*Your assignment*
Copies of all lines that contain "HeaderValue" are needed; take them from the data below.

^^^^^^^^^^^^^^^^

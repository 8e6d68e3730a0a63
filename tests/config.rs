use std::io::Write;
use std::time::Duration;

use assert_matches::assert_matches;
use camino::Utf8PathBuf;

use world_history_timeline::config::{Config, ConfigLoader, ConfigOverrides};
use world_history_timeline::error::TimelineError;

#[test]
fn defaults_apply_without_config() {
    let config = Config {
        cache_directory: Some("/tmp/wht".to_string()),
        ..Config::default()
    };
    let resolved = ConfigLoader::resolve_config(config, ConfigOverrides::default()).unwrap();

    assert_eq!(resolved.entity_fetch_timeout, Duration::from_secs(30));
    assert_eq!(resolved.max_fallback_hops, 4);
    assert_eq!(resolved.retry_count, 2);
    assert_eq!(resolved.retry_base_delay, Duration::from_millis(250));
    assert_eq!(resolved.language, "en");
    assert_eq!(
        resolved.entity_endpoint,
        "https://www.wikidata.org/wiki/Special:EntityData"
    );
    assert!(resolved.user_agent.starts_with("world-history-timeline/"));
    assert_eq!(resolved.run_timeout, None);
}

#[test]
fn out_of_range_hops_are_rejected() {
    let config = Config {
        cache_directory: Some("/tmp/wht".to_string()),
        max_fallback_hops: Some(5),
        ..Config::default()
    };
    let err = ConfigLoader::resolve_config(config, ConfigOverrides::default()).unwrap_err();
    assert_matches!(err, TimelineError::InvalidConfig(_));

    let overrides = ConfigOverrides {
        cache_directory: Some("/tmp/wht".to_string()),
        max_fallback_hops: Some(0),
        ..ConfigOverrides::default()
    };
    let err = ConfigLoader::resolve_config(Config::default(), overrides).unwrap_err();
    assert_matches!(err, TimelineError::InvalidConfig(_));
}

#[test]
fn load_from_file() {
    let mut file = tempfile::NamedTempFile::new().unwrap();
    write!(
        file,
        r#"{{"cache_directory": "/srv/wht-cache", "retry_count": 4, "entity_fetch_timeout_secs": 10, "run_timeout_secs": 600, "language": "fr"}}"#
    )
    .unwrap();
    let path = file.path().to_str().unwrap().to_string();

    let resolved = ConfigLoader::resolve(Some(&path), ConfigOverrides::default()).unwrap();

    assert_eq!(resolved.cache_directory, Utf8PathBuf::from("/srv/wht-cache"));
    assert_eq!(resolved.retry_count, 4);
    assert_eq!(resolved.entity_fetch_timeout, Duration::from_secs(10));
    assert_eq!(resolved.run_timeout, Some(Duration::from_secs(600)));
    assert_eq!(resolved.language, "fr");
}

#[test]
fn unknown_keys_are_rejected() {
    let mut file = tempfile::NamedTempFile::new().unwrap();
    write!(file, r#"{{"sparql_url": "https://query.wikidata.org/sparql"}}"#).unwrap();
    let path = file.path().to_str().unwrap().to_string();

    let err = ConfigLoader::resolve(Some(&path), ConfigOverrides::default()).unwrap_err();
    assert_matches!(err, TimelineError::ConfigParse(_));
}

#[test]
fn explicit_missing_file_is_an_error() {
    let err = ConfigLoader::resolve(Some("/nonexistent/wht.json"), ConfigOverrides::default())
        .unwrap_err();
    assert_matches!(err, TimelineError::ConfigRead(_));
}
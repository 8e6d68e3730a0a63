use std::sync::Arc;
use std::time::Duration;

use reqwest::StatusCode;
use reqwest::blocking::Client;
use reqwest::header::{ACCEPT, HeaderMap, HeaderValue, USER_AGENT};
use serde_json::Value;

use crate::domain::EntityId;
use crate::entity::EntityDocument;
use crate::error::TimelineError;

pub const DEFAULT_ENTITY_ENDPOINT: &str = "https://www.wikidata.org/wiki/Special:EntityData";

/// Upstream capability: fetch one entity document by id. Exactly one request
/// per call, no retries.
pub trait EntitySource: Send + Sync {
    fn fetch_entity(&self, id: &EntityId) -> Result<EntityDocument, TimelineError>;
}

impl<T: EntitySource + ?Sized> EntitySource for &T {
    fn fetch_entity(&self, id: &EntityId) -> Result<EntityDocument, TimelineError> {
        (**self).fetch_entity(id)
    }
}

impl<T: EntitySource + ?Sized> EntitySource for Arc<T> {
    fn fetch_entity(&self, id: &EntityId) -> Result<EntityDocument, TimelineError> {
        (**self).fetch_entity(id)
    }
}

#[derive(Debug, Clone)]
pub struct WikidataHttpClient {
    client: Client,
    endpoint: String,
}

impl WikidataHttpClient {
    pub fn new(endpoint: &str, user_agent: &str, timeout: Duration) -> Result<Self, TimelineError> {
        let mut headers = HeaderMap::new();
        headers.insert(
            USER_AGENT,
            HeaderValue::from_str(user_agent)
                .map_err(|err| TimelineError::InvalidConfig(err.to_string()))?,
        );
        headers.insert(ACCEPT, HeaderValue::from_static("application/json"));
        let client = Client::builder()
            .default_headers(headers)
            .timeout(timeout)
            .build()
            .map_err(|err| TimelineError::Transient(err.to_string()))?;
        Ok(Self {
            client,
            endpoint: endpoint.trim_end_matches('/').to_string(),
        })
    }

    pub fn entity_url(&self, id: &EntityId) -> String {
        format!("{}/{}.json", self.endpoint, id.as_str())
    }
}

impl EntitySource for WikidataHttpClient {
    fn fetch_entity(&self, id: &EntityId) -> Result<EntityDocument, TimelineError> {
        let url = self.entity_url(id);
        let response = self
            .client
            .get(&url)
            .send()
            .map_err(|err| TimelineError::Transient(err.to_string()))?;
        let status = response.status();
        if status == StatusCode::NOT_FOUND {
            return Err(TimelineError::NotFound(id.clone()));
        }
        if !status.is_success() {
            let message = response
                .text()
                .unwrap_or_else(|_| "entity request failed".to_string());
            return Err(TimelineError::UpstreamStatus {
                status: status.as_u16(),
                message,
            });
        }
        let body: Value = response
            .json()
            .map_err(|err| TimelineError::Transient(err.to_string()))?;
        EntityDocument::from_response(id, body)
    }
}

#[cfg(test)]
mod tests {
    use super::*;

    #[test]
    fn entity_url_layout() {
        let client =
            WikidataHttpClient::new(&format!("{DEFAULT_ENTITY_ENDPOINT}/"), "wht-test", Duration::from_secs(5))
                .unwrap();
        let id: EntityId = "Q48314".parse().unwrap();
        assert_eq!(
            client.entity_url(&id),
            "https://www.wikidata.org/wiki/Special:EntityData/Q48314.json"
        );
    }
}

^^^^^^^^^^^^^^^^

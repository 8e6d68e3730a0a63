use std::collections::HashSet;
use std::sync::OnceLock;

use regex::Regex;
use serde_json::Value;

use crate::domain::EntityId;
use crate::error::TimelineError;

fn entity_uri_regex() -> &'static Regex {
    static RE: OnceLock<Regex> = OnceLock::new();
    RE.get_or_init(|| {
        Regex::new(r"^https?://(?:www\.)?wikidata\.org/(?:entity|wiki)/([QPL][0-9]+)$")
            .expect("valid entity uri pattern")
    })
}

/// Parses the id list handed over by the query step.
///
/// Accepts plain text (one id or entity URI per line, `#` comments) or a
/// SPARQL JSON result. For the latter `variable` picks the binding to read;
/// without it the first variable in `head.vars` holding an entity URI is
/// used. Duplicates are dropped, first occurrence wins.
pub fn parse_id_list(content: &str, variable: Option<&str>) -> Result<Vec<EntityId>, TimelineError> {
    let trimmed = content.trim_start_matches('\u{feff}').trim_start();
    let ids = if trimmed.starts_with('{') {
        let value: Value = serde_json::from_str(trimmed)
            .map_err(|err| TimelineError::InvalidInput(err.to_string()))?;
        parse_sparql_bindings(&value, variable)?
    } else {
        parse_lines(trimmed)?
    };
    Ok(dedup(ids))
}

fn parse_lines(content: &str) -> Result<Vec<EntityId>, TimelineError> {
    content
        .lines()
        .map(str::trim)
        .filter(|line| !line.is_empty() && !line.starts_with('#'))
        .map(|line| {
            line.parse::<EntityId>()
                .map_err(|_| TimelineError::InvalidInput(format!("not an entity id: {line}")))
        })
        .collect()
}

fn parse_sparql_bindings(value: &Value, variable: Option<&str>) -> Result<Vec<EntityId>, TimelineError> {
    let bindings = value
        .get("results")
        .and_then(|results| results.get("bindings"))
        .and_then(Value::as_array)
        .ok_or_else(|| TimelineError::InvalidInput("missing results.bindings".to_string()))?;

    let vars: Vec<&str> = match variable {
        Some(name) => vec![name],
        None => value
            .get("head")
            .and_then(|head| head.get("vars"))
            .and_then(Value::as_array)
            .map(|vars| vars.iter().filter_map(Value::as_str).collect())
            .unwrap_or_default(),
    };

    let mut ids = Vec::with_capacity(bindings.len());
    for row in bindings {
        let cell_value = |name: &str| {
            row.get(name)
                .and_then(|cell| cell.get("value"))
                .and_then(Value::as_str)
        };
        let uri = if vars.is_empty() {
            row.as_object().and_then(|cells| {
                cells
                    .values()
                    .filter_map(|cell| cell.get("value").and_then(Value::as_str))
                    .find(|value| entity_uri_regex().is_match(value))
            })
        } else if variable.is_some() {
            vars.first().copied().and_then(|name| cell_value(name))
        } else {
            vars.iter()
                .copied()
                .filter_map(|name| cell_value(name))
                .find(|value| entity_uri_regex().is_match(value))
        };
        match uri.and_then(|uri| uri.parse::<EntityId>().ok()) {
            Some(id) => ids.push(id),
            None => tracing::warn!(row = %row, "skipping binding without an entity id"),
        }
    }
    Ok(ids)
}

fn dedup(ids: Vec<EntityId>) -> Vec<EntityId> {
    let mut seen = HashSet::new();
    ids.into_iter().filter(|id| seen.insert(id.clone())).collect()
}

^^^^^^^^^^^^^^^^

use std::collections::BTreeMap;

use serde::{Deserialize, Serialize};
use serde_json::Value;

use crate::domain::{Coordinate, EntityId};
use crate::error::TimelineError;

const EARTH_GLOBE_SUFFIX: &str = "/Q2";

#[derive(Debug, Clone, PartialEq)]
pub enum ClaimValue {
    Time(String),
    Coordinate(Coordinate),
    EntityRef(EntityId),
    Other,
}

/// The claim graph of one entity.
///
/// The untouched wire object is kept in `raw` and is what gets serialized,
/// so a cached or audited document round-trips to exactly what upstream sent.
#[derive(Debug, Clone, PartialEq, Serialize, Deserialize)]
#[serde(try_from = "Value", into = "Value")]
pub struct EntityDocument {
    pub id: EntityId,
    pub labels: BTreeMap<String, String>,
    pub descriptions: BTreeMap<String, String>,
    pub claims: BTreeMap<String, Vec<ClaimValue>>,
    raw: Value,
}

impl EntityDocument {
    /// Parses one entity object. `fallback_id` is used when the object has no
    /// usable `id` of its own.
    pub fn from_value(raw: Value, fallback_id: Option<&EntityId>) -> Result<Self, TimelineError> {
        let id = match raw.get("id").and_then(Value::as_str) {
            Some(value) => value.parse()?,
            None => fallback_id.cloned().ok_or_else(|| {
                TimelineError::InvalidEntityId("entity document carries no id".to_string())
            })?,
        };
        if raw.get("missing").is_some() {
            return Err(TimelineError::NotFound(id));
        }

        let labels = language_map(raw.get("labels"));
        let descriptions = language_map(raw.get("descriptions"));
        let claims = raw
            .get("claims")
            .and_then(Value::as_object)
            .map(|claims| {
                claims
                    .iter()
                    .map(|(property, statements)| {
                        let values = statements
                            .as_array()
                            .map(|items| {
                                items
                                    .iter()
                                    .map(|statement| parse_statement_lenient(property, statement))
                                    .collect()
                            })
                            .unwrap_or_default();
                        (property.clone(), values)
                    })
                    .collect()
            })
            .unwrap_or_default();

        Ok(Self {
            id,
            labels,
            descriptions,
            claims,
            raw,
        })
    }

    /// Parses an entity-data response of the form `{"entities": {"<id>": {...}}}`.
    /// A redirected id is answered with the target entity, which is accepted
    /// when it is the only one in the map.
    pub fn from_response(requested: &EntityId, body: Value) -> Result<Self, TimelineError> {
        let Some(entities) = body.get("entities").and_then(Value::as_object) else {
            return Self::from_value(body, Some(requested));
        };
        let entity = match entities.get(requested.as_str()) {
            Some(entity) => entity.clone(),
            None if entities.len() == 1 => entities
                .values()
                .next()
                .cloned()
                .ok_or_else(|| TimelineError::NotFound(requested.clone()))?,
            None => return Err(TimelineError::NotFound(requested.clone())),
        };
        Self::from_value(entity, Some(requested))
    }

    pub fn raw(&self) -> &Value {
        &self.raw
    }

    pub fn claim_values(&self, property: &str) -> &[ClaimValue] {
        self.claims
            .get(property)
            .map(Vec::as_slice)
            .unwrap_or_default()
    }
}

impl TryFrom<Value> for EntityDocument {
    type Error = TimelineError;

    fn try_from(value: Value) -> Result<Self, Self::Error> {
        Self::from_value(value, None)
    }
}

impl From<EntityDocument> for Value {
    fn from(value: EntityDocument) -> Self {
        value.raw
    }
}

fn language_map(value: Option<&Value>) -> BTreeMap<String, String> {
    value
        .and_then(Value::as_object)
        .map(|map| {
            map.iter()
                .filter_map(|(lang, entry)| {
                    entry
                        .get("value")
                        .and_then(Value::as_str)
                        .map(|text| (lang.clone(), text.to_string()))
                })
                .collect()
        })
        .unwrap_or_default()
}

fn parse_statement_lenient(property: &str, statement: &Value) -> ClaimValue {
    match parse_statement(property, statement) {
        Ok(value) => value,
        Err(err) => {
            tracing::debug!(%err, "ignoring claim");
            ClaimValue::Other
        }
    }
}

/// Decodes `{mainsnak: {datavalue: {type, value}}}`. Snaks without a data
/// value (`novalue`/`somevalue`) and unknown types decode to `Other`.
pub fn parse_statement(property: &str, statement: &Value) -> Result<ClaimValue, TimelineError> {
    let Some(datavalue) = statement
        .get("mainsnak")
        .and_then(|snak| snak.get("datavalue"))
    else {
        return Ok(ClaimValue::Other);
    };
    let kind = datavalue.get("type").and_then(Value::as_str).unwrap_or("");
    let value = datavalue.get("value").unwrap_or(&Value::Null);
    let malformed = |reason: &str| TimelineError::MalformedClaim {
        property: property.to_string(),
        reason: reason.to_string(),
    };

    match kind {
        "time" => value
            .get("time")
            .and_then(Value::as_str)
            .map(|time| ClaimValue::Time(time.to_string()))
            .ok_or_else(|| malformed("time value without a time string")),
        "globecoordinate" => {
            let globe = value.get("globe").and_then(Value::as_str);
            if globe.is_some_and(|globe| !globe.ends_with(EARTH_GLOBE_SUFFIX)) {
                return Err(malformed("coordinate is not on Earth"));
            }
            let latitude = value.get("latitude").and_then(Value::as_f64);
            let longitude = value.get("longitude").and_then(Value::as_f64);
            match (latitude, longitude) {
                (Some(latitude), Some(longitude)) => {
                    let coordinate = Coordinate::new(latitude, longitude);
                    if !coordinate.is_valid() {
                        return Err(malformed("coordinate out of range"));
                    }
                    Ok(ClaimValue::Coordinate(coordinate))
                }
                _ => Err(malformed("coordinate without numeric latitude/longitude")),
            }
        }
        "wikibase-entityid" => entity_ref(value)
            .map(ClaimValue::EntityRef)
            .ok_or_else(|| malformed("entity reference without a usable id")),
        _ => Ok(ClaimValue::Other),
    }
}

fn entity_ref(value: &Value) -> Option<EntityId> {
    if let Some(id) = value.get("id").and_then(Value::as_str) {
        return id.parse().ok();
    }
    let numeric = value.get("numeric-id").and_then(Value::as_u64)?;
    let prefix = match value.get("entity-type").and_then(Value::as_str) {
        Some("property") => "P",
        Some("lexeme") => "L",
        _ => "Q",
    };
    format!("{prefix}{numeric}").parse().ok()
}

^^^^^^^^^^^^^^^^

*Response to the task*
use reqwest::header::{ACCEPT, HeaderMap, HeaderValue, USER_AGENT};
            HeaderValue::from_str(user_agent)
        headers.insert(ACCEPT, HeaderValue::from_static("application/json"));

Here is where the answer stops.